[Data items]
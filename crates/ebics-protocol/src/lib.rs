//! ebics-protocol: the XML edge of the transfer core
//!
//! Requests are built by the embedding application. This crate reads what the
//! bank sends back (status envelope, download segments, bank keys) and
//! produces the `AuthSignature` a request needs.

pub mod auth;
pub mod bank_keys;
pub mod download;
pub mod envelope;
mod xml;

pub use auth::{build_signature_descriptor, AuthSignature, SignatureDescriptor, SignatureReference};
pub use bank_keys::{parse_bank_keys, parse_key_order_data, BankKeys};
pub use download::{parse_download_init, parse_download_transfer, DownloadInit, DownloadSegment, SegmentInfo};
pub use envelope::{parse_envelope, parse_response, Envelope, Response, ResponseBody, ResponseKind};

---

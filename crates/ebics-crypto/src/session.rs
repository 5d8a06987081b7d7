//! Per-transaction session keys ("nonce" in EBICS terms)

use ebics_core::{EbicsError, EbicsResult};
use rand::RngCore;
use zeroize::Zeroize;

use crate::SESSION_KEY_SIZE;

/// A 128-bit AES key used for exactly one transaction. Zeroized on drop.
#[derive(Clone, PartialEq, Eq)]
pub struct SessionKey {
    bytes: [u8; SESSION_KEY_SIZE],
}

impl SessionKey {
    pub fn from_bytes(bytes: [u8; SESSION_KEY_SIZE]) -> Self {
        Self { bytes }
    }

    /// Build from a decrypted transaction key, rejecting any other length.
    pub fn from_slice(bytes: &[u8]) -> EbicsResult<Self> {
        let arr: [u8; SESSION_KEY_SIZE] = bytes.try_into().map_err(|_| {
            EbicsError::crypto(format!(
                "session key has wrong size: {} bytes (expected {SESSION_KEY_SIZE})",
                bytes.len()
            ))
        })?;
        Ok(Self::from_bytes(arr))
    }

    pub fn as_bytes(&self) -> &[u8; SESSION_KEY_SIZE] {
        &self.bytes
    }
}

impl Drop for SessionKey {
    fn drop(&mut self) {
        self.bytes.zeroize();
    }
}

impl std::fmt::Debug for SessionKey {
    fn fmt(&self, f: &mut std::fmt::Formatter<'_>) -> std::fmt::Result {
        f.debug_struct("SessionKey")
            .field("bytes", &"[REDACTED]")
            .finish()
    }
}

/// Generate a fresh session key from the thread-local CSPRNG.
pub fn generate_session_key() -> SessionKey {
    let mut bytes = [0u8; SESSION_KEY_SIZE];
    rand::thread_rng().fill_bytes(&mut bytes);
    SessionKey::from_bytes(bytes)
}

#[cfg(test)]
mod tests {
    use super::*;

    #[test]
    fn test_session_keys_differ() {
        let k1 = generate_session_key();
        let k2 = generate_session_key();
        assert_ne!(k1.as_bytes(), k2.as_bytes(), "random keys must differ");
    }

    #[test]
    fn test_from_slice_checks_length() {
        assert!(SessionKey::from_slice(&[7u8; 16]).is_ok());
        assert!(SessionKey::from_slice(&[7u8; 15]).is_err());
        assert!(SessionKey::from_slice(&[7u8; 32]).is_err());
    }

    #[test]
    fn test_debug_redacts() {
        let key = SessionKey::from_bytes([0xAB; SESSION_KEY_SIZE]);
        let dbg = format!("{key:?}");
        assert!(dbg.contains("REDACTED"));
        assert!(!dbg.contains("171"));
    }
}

◆ Your goal ◆
From the records above, pull every line that carries the word "REDACTED".

◆ Exercise solution ◆
            .field("bytes", &"[REDACTED]")
        assert!(dbg.contains("REDACTED"));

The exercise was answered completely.